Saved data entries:

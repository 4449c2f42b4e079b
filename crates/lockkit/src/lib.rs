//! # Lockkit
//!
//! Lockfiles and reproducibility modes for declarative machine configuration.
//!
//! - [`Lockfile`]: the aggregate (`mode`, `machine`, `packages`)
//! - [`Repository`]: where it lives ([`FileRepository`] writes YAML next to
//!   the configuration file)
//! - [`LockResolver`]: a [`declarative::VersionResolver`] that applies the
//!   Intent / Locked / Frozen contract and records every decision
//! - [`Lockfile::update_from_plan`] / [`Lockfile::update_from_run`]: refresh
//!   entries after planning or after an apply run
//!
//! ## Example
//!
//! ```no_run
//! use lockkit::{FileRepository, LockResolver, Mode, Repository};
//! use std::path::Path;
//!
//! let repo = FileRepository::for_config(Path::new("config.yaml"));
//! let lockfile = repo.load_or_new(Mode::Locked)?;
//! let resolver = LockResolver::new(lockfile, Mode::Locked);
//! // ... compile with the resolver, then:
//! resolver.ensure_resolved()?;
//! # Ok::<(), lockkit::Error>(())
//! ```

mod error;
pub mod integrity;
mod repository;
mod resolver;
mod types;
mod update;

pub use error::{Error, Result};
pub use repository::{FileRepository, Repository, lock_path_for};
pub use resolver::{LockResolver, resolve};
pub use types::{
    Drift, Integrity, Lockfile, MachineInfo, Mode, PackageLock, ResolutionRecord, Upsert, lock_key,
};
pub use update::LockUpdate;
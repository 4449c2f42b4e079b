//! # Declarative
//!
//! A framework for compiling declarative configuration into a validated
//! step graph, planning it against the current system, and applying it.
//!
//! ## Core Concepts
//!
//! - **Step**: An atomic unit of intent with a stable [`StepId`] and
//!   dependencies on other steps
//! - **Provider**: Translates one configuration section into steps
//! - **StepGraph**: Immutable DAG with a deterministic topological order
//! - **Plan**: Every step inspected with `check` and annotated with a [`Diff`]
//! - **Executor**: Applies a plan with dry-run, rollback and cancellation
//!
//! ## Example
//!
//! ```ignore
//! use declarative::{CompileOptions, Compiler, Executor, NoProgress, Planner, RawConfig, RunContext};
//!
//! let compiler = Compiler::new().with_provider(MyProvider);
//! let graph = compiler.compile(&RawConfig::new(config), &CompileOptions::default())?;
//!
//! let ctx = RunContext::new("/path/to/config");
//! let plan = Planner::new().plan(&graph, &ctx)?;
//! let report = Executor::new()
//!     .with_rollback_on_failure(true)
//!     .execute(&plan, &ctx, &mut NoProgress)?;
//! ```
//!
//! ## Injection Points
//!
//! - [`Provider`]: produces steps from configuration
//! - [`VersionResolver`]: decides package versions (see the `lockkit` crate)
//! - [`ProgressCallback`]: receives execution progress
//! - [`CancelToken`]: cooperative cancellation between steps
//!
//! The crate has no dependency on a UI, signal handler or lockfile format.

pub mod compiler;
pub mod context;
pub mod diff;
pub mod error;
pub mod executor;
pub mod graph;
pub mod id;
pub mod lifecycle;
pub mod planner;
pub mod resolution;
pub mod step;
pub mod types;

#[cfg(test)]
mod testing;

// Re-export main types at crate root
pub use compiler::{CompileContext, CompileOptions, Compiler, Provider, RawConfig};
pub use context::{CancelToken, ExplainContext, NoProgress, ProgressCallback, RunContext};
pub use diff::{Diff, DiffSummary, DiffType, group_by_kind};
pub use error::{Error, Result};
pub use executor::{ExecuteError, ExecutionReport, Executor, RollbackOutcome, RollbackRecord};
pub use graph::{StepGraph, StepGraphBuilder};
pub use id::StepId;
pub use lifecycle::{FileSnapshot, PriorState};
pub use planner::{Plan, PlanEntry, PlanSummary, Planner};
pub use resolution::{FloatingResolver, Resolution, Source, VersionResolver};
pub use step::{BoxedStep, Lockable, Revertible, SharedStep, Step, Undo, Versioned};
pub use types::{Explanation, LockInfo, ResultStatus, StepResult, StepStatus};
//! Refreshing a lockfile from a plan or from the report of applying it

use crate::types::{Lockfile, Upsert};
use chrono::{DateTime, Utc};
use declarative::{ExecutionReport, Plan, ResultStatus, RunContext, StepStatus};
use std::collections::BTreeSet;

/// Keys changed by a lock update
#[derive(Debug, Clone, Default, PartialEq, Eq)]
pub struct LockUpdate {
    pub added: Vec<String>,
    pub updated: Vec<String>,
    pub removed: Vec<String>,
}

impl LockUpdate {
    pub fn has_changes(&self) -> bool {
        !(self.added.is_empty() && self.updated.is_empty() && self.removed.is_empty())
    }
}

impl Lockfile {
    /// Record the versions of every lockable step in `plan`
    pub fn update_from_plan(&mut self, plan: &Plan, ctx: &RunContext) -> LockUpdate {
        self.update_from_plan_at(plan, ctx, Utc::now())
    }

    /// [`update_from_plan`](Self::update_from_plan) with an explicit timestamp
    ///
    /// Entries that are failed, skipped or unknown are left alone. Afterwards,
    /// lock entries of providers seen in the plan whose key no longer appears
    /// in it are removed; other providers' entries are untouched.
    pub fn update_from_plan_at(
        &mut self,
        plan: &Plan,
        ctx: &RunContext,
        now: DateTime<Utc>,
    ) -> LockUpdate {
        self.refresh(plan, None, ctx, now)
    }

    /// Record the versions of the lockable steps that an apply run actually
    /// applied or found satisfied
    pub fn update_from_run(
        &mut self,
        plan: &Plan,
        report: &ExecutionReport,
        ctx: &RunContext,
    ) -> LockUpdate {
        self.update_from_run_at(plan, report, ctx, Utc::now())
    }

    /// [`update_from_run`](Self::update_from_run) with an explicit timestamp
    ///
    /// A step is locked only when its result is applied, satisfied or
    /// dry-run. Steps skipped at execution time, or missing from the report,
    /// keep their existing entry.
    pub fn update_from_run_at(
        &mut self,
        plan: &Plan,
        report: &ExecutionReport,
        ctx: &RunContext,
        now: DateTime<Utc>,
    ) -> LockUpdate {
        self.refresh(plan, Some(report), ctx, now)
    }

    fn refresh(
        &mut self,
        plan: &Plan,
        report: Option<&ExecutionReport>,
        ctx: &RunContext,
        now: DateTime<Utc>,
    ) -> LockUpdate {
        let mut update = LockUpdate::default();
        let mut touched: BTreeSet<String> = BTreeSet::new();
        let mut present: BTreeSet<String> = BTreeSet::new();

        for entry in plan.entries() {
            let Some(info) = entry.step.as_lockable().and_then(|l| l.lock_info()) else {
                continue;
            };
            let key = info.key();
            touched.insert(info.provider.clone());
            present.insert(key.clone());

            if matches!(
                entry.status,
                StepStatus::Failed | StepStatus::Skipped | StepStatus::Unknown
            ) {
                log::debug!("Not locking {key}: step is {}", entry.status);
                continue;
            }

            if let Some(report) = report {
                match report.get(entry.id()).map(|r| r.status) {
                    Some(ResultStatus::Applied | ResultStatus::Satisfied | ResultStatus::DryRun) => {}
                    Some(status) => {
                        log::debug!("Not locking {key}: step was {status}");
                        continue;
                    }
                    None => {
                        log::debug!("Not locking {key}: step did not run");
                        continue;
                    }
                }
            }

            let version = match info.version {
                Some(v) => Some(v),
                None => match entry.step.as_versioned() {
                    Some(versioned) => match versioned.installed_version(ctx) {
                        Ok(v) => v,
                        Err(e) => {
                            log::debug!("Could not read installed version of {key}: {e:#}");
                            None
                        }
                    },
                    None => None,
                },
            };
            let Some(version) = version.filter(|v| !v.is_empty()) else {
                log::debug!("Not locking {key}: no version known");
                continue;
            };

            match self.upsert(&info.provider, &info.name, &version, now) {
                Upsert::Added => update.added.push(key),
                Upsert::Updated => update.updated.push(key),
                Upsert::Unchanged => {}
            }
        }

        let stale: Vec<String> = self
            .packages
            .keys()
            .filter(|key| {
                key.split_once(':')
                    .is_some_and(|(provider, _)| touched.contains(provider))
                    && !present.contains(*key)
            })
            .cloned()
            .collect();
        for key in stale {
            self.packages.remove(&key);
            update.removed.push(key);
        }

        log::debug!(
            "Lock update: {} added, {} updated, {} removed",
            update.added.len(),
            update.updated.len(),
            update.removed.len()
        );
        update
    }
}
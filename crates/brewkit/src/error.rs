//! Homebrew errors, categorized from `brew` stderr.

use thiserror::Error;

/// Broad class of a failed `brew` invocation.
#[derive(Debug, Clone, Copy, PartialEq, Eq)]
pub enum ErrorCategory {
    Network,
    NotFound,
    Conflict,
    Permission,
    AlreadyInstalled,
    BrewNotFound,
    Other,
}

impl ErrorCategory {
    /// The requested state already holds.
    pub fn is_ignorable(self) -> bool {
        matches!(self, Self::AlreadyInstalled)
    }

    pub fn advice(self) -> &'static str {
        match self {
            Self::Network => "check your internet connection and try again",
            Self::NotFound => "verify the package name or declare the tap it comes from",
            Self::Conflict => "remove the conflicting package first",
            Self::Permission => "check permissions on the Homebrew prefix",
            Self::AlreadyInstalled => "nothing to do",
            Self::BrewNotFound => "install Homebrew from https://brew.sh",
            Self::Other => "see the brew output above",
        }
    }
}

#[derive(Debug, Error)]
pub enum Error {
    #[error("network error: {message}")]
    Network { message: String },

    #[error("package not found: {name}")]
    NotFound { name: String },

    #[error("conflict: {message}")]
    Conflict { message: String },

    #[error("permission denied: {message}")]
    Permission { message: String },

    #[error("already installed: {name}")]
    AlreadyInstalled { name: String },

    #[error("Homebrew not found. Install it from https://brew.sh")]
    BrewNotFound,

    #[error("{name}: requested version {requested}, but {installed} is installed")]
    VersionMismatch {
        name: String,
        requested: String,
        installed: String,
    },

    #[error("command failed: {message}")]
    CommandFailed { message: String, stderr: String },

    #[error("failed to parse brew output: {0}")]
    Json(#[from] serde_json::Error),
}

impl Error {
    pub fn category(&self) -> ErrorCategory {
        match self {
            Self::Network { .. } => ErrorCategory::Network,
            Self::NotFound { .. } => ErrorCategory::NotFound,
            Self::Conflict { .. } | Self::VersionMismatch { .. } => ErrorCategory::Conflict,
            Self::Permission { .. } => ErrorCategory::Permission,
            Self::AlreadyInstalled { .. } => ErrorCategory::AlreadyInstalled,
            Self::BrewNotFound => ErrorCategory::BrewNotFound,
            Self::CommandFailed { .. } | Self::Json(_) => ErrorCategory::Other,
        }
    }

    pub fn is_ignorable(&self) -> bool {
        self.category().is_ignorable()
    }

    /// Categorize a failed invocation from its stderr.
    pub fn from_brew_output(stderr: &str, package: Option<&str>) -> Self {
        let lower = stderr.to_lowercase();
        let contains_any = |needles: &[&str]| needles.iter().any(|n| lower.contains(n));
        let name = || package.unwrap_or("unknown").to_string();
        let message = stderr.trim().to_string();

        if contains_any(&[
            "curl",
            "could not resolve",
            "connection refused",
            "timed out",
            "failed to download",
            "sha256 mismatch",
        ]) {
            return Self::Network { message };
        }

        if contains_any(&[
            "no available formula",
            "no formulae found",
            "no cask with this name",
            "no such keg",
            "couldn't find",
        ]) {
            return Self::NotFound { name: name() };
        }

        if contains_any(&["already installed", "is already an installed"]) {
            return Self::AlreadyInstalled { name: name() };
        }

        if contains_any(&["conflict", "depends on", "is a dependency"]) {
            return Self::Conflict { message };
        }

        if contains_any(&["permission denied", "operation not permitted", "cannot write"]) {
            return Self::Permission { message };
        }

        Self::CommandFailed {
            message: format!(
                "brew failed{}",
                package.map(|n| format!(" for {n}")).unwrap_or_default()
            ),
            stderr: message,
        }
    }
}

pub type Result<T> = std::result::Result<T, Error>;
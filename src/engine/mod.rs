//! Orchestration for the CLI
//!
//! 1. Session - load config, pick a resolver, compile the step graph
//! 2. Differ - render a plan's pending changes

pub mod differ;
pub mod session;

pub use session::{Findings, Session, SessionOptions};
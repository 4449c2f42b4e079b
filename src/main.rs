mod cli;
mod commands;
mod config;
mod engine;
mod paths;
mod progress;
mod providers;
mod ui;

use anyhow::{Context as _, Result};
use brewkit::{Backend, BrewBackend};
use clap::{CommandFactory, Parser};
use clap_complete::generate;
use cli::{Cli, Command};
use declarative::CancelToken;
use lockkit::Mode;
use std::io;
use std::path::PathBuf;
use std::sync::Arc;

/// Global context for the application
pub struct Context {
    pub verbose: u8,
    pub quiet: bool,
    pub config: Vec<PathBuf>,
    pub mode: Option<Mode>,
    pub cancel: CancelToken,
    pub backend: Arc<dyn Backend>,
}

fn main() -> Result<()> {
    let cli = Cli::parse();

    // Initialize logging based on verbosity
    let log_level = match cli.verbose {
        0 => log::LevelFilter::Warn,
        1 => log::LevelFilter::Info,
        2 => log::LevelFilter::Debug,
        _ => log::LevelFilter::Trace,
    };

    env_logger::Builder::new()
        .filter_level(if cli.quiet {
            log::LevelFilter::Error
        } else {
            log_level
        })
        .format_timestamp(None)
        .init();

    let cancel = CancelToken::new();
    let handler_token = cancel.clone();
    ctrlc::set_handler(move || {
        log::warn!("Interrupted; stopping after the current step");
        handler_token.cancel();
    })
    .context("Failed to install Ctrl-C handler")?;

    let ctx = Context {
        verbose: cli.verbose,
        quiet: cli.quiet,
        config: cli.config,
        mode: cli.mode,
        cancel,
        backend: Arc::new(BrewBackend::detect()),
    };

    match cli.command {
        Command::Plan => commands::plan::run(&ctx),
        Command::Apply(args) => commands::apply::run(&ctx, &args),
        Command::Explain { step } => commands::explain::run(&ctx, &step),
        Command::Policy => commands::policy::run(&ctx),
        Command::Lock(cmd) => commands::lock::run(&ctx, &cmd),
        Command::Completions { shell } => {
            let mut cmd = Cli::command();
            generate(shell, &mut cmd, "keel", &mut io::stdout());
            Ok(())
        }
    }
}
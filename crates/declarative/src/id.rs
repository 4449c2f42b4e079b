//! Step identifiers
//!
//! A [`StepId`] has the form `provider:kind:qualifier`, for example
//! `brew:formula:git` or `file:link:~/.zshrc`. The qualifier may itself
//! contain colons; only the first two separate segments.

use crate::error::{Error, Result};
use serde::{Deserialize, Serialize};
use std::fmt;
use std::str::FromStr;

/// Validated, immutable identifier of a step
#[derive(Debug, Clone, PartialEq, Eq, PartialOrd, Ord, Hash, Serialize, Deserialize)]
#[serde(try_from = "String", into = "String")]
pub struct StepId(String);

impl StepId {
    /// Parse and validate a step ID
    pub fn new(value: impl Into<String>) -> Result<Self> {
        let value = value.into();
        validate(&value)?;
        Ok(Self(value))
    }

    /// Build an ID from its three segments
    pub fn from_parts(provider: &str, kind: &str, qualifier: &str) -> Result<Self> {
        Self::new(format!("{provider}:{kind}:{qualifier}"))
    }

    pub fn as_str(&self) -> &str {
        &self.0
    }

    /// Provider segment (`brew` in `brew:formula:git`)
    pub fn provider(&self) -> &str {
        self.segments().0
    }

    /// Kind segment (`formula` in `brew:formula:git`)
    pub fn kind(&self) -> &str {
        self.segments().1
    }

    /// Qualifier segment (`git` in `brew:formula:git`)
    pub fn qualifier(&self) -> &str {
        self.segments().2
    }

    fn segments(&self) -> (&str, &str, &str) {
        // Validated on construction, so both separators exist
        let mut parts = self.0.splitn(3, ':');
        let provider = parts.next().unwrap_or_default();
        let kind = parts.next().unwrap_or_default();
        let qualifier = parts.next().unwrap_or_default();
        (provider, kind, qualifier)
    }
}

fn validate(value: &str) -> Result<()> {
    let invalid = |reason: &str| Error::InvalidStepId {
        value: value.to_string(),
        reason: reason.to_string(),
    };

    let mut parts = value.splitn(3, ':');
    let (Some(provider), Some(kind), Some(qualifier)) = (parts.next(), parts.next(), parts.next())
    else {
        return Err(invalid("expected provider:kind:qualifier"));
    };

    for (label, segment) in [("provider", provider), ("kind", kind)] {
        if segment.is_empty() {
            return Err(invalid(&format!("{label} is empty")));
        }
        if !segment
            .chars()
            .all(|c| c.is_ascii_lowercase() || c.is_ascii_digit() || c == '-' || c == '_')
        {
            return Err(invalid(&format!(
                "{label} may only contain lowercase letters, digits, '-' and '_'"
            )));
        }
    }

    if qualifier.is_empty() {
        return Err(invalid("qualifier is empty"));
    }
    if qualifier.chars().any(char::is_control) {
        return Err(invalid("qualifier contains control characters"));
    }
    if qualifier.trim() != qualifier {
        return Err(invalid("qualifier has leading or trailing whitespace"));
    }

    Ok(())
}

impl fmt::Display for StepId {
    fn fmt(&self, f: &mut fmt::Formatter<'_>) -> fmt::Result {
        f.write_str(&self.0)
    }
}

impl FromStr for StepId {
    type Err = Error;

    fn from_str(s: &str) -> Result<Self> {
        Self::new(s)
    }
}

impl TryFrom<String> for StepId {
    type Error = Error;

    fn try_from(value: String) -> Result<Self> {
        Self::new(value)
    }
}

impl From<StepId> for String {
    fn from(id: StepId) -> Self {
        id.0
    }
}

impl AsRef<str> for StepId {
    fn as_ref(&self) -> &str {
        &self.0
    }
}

Work instruction: The records are given above. Copy each line in them that holds "derive".

Exercise output:
#[derive(Debug, Clone, Default, PartialEq, Eq)]
#[derive(Debug, Clone, Copy, PartialEq, Eq)]
#[derive(Debug, Error)]
#[derive(Debug, Clone, PartialEq, Eq, PartialOrd, Ord, Hash, Serialize, Deserialize)]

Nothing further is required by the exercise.